I've mostly thought about how this interacts with NamingBuilders rather
than other stuff like the web service builders.
I'm not sure I understand what you are proposing, but I thought about
this and think we can do it fairly easily within the framework of
pluggable naming builders while also allowing the default environments
to be added to the environment correctly.
Some observations on who knows what and thus who should do what:
the module builder knows which parts of the ear are accessible to the
module, so it should construct a ClassFinder reflecting this access.
This can only be done after copying files out of the source into the car
location. If we can construct a classloader that reaches into an
unpacked ear that would be ideal, we wouldn't have to copy the j2ee app
at all then.
As part of this the module builder has to find all the
component-declaring annotations and reflect that in the ClassFinder if
appropriate (this is ejbs only, right?
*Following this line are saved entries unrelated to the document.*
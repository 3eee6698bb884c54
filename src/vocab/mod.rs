pub mod book;
pub mod word;

pub use word::{Word, WordId, WordStatus};
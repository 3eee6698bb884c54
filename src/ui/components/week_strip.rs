use chrono::{Datelike, Duration, NaiveDate};
use ratatui::buffer::Buffer;
use ratatui::layout::Rect;
use ratatui::style::{Color, Modifier, Style};
use ratatui::widgets::{Block, Widget};
use rust_i18n::t;

use crate::store::check_in::week_start;
use crate::ui::theme::{Theme, ThemeColors};

const DAY_LABELS: [&str; 7] = ["Mon", "Tue", "Wed", "Thu", "Fri", "Sat", "Sun"];

/// Monday-first row of the current week's check-ins plus streak counters.
pub struct WeekStrip<'a> {
    week: [bool; 7],
    today: NaiveDate,
    streak: u32,
    total_days: usize,
    theme: &'a Theme,
}

impl<'a> WeekStrip<'a> {
    pub fn new(
        week: [bool; 7],
        today: NaiveDate,
        streak: u32,
        total_days: usize,
        theme: &'a Theme,
    ) -> Self {
        Self {
            week,
            today,
            streak,
            total_days,
            theme,
        }
    }
}

impl Widget for WeekStrip<'_> {
    fn render(self, area: Rect, buf: &mut Buffer) {
        let colors = &self.theme.colors;

        let block = Block::bordered()
            .title(format!(" {} ", t!("check_in.this_week")))
            .border_style(Style::default().fg(colors.border()));
        let inner = block.inner(area);
        block.render(area, buf);

        if inner.height < 4 || inner.width < 36 {
            return;
        }

        let monday = week_start(self.today);
        let cell_w = (inner.width / 7).max(5);
        for (i, label) in DAY_LABELS.iter().enumerate() {
            let x = inner.x + i as u16 * cell_w + 1;
            if x + 3 > inner.x + inner.width {
                break;
            }
            let date = monday + Duration::days(i as i64);
            let is_today = date == self.today;
            let label_style = if is_today {
                Style::default()
                    .fg(colors.highlight())
                    .add_modifier(Modifier::BOLD)
            } else {
                Style::default().fg(colors.muted())
            };
            buf.set_string(x, inner.y, label, label_style);
            buf.set_string(x, inner.y + 1, format!("{:>2}", date.day()), label_style);

            let (ch, color) = day_cell(self.week[i], date > self.today, colors);
            buf.set_string(x + 1, inner.y + 2, ch.to_string(), Style::default().fg(color));
        }

        let summary = t!(
            "check_in.summary",
            streak = day_count(self.streak as usize),
            total = day_count(self.total_days)
        );
        buf.set_string(
            inner.x + 1,
            inner.y + 3,
            summary,
            Style::default().fg(colors.fg()),
        );
    }
}

pub fn day_count(days: usize) -> String {
    if days == 1 {
        t!("check_in.day_one", count = days).to_string()
    } else {
        t!("check_in.day_other", count = days).to_string()
    }
}

fn day_cell(checked: bool, future: bool, colors: &ThemeColors) -> (char, Color) {
    match (checked, future) {
        (true, _) => ('█', colors.success()),
        (false, true) => (' ', colors.accent_dim()),
        (false, false) => ('·', colors.accent_dim()),
    }
}

/// Plain-text week strip for the `check-in` subcommand.
pub fn week_strip_text(week: [bool; 7], today: NaiveDate) -> String {
    let monday = week_start(today);
    let mut out = String::new();
    for (i, label) in DAY_LABELS.iter().enumerate() {
        let date = monday + Duration::days(i as i64);
        let mark = if week[i] {
            "x"
        } else if date > today {
            " "
        } else {
            "."
        };
        if i > 0 {
            out.push(' ');
        }
        out.push_str(&format!("{label}[{mark}]"));
    }
    out
}

#[cfg(test)]
mod tests {
    use super::*;

    #[test]
    fn text_strip_marks_checked_and_future_days() {
        // 2024-05-08 is a Wednesday
        let today = NaiveDate::from_ymd_opt(2024, 5, 8).unwrap();
        let week = [true, false, true, false, false, false, false];
        assert_eq!(
            week_strip_text(week, today),
            "Mon[x] Tue[.] Wed[x] Thu[ ] Fri[ ] Sat[ ] Sun[ ]"
        );
    }

    #[test]
    fn day_count_pluralizes() {
        assert_eq!(day_count(1), "1 day");
        assert_eq!(day_count(3), "3 days");
    }
}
Or WebEndpoint as well?)
the naming builders each know what kind of (non-component-declaring)
annotations are relevant so they should look for them in the ClassFinder
provided by the module builder.
Only the module builder understands the schema for the spec dd, so it
has to add the xml for the annotations into the dd to make it
metadata-complete. So the naming builders have to return the found
annotations in some form the module builder can deal with.
A classloader that includes the contributions of the naming builders
should only be needed by the naming builder itself when it's
constructing the reference. It might not be needed even then.
--------------------
So here's how I see the interaction of the module builders and the
naming builders:
ModuleBuilder.createModule doesn't call naming builders.
ModuleBuilder.installModule copies stuff into the target and constructs
a ClassFinder, then calls NamingBuilder.buildEnvironment with the
ClassFinder. It stuffs whatever is returned back into the spec dd at
the appropriate location. The NamingBuilders add stuff to the
environment, so after this we can construct a real classloader.
NamingBuilder.buidEnvironment looks at the xml and extracts whatever
annotations are relevant for it and returns them: if also adds stuff to
the environment if appropriate (typically if it found something in the
xml or annotations)
ModuleBuilder.initContext calls NamingBuilder.initContext (although this
seems a bit fishy to me)
ModuleBuilder.addGBeans calls NamingBuilder.buildNaming which actually
constructs the references and stuffs them in a map at the appropriate
location.
I think it might be appropriate for the naming builder to make a list of
_all_ the stuff it will need to deal with including from the original dd
and return that: we can pass that in to the initContext and buildNaming
methods so it doesn't have to look at the xml again.
-----------------
The really nasty part of the spec here appears to me to be the extreme
overloading of the @Resource annotation. I think they should have gone
the rest of the way and said ejb and web service refs were also
resources. What I outlined above provides no good way to check that all
the annotations are handled by some NamingBuilder. This might be OK.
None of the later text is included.